What this task involves
Return every entry exactly as written.
Content starts
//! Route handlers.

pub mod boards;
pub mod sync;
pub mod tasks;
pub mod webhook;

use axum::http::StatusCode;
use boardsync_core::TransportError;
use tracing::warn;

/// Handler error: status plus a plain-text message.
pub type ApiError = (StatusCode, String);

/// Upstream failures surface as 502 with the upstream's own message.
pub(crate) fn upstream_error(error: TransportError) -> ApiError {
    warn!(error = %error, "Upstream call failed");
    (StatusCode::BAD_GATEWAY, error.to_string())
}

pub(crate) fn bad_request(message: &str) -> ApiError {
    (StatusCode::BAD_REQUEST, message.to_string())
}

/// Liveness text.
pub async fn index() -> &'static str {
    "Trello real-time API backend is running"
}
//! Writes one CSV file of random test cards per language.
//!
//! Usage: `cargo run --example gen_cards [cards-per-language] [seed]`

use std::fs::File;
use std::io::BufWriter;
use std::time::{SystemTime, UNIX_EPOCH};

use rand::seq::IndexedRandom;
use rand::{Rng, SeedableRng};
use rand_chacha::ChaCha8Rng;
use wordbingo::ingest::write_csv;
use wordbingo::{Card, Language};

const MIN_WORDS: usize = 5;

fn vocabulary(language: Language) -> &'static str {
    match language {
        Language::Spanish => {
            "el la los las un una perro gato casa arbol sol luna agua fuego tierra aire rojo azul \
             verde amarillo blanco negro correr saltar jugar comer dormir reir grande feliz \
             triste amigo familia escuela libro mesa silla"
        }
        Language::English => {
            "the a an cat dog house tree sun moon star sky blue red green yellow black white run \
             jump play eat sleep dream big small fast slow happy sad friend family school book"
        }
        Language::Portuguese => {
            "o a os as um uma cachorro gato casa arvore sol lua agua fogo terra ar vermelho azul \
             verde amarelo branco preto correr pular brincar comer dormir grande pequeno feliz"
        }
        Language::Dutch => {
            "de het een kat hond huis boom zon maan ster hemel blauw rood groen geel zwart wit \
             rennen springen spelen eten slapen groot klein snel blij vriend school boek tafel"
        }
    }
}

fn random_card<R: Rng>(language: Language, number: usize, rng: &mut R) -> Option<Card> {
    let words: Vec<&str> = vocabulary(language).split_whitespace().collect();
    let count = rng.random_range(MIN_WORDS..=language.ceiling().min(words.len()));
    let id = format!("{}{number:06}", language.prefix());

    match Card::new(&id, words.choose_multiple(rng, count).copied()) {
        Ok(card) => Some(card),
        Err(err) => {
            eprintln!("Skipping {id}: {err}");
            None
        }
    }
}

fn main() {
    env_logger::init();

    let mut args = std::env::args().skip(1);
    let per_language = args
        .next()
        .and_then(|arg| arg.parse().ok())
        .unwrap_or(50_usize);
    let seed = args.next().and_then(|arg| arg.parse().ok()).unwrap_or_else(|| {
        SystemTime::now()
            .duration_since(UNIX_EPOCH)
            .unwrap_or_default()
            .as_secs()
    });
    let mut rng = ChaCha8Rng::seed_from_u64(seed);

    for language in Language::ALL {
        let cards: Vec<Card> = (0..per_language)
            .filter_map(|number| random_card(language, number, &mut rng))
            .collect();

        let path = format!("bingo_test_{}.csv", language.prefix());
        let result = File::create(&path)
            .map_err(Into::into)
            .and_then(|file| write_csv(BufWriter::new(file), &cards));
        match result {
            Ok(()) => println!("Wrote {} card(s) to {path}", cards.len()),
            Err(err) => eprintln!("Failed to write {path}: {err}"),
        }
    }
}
Content ends
Result of this task
//! Route handlers.

pub mod boards;
pub mod sync;
pub mod tasks;
pub mod webhook;

use axum::http::StatusCode;
use boardsync_core::TransportError;
use tracing::warn;

/// Handler error: status plus a plain-text message.
pub type ApiError = (StatusCode, String);

/// Upstream failures surface as 502 with the upstream's own message.
pub(crate) fn upstream_error(error: TransportError) -> ApiError {
    warn!(error = %error, "Upstream call failed");
    (StatusCode::BAD_GATEWAY, error.to_string())
}

pub(crate) fn bad_request(message: &str) -> ApiError {
    (StatusCode::BAD_REQUEST, message.to_string())
}

/// Liveness text.
pub async fn index() -> &'static str {
    "Trello real-time API backend is running"
}
//! Writes one CSV file of random test cards per language.
//!
//! Usage: `cargo run --example gen_cards [cards-per-language] [seed]`

use std::fs::File;
use std::io::BufWriter;
use std::time::{SystemTime, UNIX_EPOCH};

use rand::seq::IndexedRandom;
use rand::{Rng, SeedableRng};
use rand_chacha::ChaCha8Rng;
use wordbingo::ingest::write_csv;
use wordbingo::{Card, Language};

const MIN_WORDS: usize = 5;

fn vocabulary(language: Language) -> &'static str {
    match language {
        Language::Spanish => {
            "el la los las un una perro gato casa arbol sol luna agua fuego tierra aire rojo azul \
             verde amarillo blanco negro correr saltar jugar comer dormir reir grande feliz \
             triste amigo familia escuela libro mesa silla"
        }
        Language::English => {
            "the a an cat dog house tree sun moon star sky blue red green yellow black white run \
             jump play eat sleep dream big small fast slow happy sad friend family school book"
        }
        Language::Portuguese => {
            "o a os as um uma cachorro gato casa arvore sol lua agua fogo terra ar vermelho azul \
             verde amarelo branco preto correr pular brincar comer dormir grande pequeno feliz"
        }
        Language::Dutch => {
            "de het een kat hond huis boom zon maan ster hemel blauw rood groen geel zwart wit \
             rennen springen spelen eten slapen groot klein snel blij vriend school boek tafel"
        }
    }
}

fn random_card<R: Rng>(language: Language, number: usize, rng: &mut R) -> Option<Card> {
    let words: Vec<&str> = vocabulary(language).split_whitespace().collect();
    let count = rng.random_range(MIN_WORDS..=language.ceiling().min(words.len()));
    let id = format!("{}{number:06}", language.prefix());

    match Card::new(&id, words.choose_multiple(rng, count).copied()) {
        Ok(card) => Some(card),
        Err(err) => {
            eprintln!("Skipping {id}: {err}");
            None
        }
    }
}

fn main() {
    env_logger::init();

    let mut args = std::env::args().skip(1);
    let per_language = args
        .next()
        .and_then(|arg| arg.parse().ok())
        .unwrap_or(50_usize);
    let seed = args.next().and_then(|arg| arg.parse().ok()).unwrap_or_else(|| {
        SystemTime::now()
            .duration_since(UNIX_EPOCH)
            .unwrap_or_default()
            .as_secs()
    });
    let mut rng = ChaCha8Rng::seed_from_u64(seed);

    for language in Language::ALL {
        let cards: Vec<Card> = (0..per_language)
            .filter_map(|number| random_card(language, number, &mut rng))
            .collect();

        let path = format!("bingo_test_{}.csv", language.prefix());
        let result = File::create(&path)
            .map_err(Into::into)
            .and_then(|file| write_csv(BufWriter::new(file), &cards));
        match result {
            Ok(()) => println!("Wrote {} card(s) to {path}", cards.len()),
            Err(err) => eprintln!("Failed to write {path}: {err}"),
        }
    }
}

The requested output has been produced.